4.1 CONCLUSION ON THE FINANCIAL STATEMENTS

We conducted our review in accordance with professional standards applicable in France. A review of interim financial information consists of making inquiries, primarily of persons responsible for financial and accounting matters, and applying analytical and other review procedures. A review is substantially less in scope than an audit conducted in accordance with professional standards applicable in France and consequently does not enable us to obtain assurance that we would become aware of all significant matters that might be identified in an audit. Accordingly, we do not express an audit opinion.

Based on our review, nothing has come to our attention that causes us to believe that the accompanying condensed half-yearly consolidated financial statements are not prepared, in all material respects, in accordance with IAS 34 "Standard of the IFRSs" as adopted by the European Union applicable to interim financial information.

4.2 SPECIFIC VERIFICATION

We have also verified the information presented in the half-yearly management report commenting the condensed half-yearly consolidated financial statements subject to our review prepared on July 24, 2020.

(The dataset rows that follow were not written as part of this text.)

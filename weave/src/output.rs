#![forbid(unsafe_code)]

use std::collections::BTreeSet;
use std::fs;
use std::path::{Path, PathBuf};

use miette::IntoDiagnostic;
use sha2::{Digest, Sha256};
use tracing::debug;
use weave_core::Artifact;

const GENERATED_SUFFIX: &str = ".g.cs";

/// What happened to one artifact on disk.
#[derive(Clone, Debug)]
pub struct WriteOutcome {
    pub path: PathBuf,
    pub sha256: String,
    /// `false` when the file already held identical content.
    pub written: bool,
}

pub fn sha256_hex(bytes: &[u8]) -> String {
    let mut hasher = Sha256::new();
    hasher.update(bytes);
    hex::encode(hasher.finalize())
}

fn file_hash(path: &Path) -> Option<String> {
    fs::read(path).ok().map(|bytes| sha256_hex(&bytes))
}

/// Writes every artifact under `out_dir`, leaving files whose content is
/// already identical untouched.
pub fn write_artifacts(out_dir: &Path, artifacts: &[Artifact]) -> miette::Result<Vec<WriteOutcome>> {
    fs::create_dir_all(out_dir).into_diagnostic()?;

    let mut outcomes = Vec::with_capacity(artifacts.len());
    for artifact in artifacts {
        let path = out_dir.join(&artifact.file_name);
        let sha256 = sha256_hex(artifact.contents.as_bytes());
        let written = file_hash(&path).as_deref() != Some(sha256.as_str());
        if written {
            fs::write(&path, &artifact.contents).into_diagnostic()?;
        }
        debug!(file = %artifact.file_name, written, "artifact");
        outcomes.push(WriteOutcome { path, sha256, written });
    }
    Ok(outcomes)
}

/// Deletes `*.g.cs` files in `out_dir` that this pass did not produce, so a
/// consumer or mixin that stopped resolving leaves nothing behind.
pub fn remove_stale(out_dir: &Path, artifacts: &[Artifact]) -> miette::Result<Vec<PathBuf>> {
    let current: BTreeSet<&str> = artifacts.iter().map(|a| a.file_name.as_str()).collect();
    let mut removed = Vec::new();
    for entry in fs::read_dir(out_dir).into_diagnostic()? {
        let path = entry.into_diagnostic()?.path();
        let Some(name) = path.file_name().and_then(|n| n.to_str()) else {
            continue;
        };
        if !path.is_file() || !name.ends_with(GENERATED_SUFFIX) || current.contains(name) {
            continue;
        }
        fs::remove_file(&path).into_diagnostic()?;
        debug!(file = %name, "removed stale artifact");
        removed.push(path);
    }
    removed.sort();
    Ok(removed)
}

/// Hashes artifacts without touching the filesystem.
pub fn dry_run(artifacts: &[Artifact]) -> Vec<WriteOutcome> {
    artifacts
        .iter()
        .map(|a| WriteOutcome {
            path: PathBuf::from(&a.file_name),
            sha256: sha256_hex(a.contents.as_bytes()),
            written: false,
        })
        .collect()
}

#[cfg(test)]
mod tests {
    use super::*;
    use tempfile::TempDir;
    use weave_core::ArtifactKind;
    use weave_model::TypeKey;

    fn artifact(file_name: &str, contents: &str) -> Artifact {
        Artifact {
            kind: ArtifactKind::Interface,
            source: TypeKey::new("S.A", 0),
            file_name: file_name.to_string(),
            contents: contents.to_string(),
        }
    }

    #[test]
    fn hash_is_lowercase_hex() {
        assert_eq!(
            sha256_hex(b""),
            "e3b0c44298fc1c149afbf4c8996fb92427ae41e4649b934ca495991b7852b855"
        );
    }

    #[test]
    fn unchanged_content_is_not_rewritten() {
        let dir = TempDir::new().expect("temp dir");
        let first = write_artifacts(dir.path(), &[artifact("S.I_MxA.g.cs", "one")]).expect("write");
        assert!(first[0].written);
        let second = write_artifacts(dir.path(), &[artifact("S.I_MxA.g.cs", "one")]).expect("write");
        assert!(!second[0].written);
        let third = write_artifacts(dir.path(), &[artifact("S.I_MxA.g.cs", "two")]).expect("write");
        assert!(third[0].written);
        assert_eq!(fs::read_to_string(&third[0].path).expect("read"), "two");
    }

    #[test]
    fn only_unproduced_generated_files_are_removed() {
        let dir = TempDir::new().expect("temp dir");
        let kept = artifact("S.I_MxA.g.cs", "one");
        write_artifacts(dir.path(), &[kept.clone(), artifact("S.Host.UseMixins.g.cs", "two")]).expect("write");
        fs::write(dir.path().join("notes.txt"), "keep").expect("write notes");

        let removed = remove_stale(dir.path(), &[kept]).expect("remove");
        assert_eq!(removed, vec![dir.path().join("S.Host.UseMixins.g.cs")]);
        assert!(dir.path().join("S.I_MxA.g.cs").exists());
        assert!(dir.path().join("notes.txt").exists());
    }
}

We have no matters to report as to its fair presentation and consistency with the condensed half-yearly condensed consolidated financial statements.

Paris-La Défense, August 7, 2020

The Statutory Auditors French original signed by

DELOITTE & ASSOCIÉS ERNST & YOUNG Audit

Laure Silvestre-Siaz Damien Leurent Bernard Heller

5.1 STATEMENT BY THE PERSON RESPONSIBLE FOR THE INTERIM FINANCIAL REPORT

Paris – September 7, 2020

I certify that, to the best of my knowledge, the interim condensed consolidated financial statements have been prepared in accordance with the applicable accounting standards, and give a true and fair view of the assets and liabilities, and of the financial position and results of the Company and all its consolidated subsidiaries, and that the interim management report provides a true and fair view of the main events of the first six months of the year, their impact on the interim condensed consolidated financial statements, the significant transactions with related parties, as well as a description of the main risks and uncertainties for the remaining six months of the year.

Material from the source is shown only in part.